The primary point to take from Maslow’s work is that when faculty are teaching, they want to come off as competent, especially to the students they are teaching. Most know the content area of their courses well, thus the structuring and delivering of lectures is comfortable for them, as is the testing on that content. However, when it comes to using new technologies, or designing activities on the basis of pedagogical theory and evidence, they may feel far less expert. Especially in terms of technology, they may feel even less expert than the students in the class. If things go wrong, or they need to explain why they are doing things certain ways, they may feel a lack of competence — something they do not want to feel in front of their students. Due to this fear of appearing incompetent, faculty members may resist any innovation if they feel they do not thoroughly understand its basis, or the way to use it without running into issues.
Fear of Failure
In fact, some educational innovations may even fall outside of what Vygotsky called the Zone of Proximal Development. Imagine a set of math problems of increasing difficulty. A given student may be able to solve the problems to a certain level on her own, but may be able to solve even more challenging problems with the help of a teacher. This “zone” between what one can do without assistance versus with assistance is the Zone of Proximal Development, and Vygotsky argued that this is the zone to focus on for optimal learning. The student will feel motivated when she reaches a new level of ability. However, if she is given problems that cannot be solved even with assistance, attempting these problems only leads to frustration and negative views about the learning process.

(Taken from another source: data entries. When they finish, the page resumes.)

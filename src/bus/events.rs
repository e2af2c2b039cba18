//! Subsystem names carried on the event bus.
//!
//! These are the fixed change-notification categories clients can wait on
//! with `idle`.

use serde::{Deserialize, Serialize};
use std::fmt;
use std::str::FromStr;

// =============================================================================
// Subsystem
// =============================================================================

/// A change-notification category.
///
/// Ordering follows the wire names alphabetically, so sets of subsystems
/// render in a stable order.
#[derive(Debug, Clone, Copy, PartialEq, Eq, Hash, PartialOrd, Ord, Serialize, Deserialize)]
#[serde(rename_all = "snake_case")]
pub enum Subsystem {
    Database,
    Mixer,
    Options,
    Output,
    Player,
    Playlist,
    StoredPlaylist,
    Update,
}

impl Subsystem {
    /// Every subsystem, in wire-name order
    pub const ALL: [Subsystem; 8] = [
        Subsystem::Database,
        Subsystem::Mixer,
        Subsystem::Options,
        Subsystem::Output,
        Subsystem::Player,
        Subsystem::Playlist,
        Subsystem::StoredPlaylist,
        Subsystem::Update,
    ];

    /// Name used on the wire (`changed: <name>`)
    pub fn as_str(&self) -> &'static str {
        match self {
            Subsystem::Database => "database",
            Subsystem::Mixer => "mixer",
            Subsystem::Options => "options",
            Subsystem::Output => "output",
            Subsystem::Player => "player",
            Subsystem::Playlist => "playlist",
            Subsystem::StoredPlaylist => "stored_playlist",
            Subsystem::Update => "update",
        }
    }
}

impl fmt::Display for Subsystem {
    fn fmt(&self, f: &mut fmt::Formatter<'_>) -> fmt::Result {
        f.write_str(self.as_str())
    }
}

#[derive(Debug, Clone, PartialEq, Eq, thiserror::Error)]
#[error("unknown subsystem: {0}")]
pub struct ParseSubsystemError(pub String);

impl FromStr for Subsystem {
    type Err = ParseSubsystemError;

    fn from_str(s: &str) -> Result<Self, Self::Err> {
        Subsystem::ALL
            .iter()
            .find(|subsystem| subsystem.as_str() == s)
            .copied()
            .ok_or_else(|| ParseSubsystemError(s.to_string()))
    }
}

Educational innovations are often based on technologies that many faculty members are not familiar with, and almost always require the faculty member to learn the technology to a certain level in order to use it well. In many cases a given faculty member’s current level of pedagogical or technical knowledge may be much lower than that needed to wield the innovation in a fully competent manner, even with support. It’s possible that the necessary level falls outside of that faculty member’s zone of proximal development, or at least seems to in the eyes of that faculty member. Thus, they may feel that some form of failure is likely, and would rather not follow a path that could leave them feeling incompetent at a stage in their life when competence is a primary motivating force.
How Can These Forces Be Countered?
In order to arrive at successful solutions, one should first take the time to understand the problem. My hope is that by considering an apathy for innovation through the psychology lens provided in this article, we can better understand why many faculty might be resistant to educational innovation.
With this understanding as a backdrop, we can then consider potential approaches for enhancing the embrace of education innovation in a more informed manner. Stay tuned for my next article exploring these possible solutions, coming in the April issue of Higher Ed Connects.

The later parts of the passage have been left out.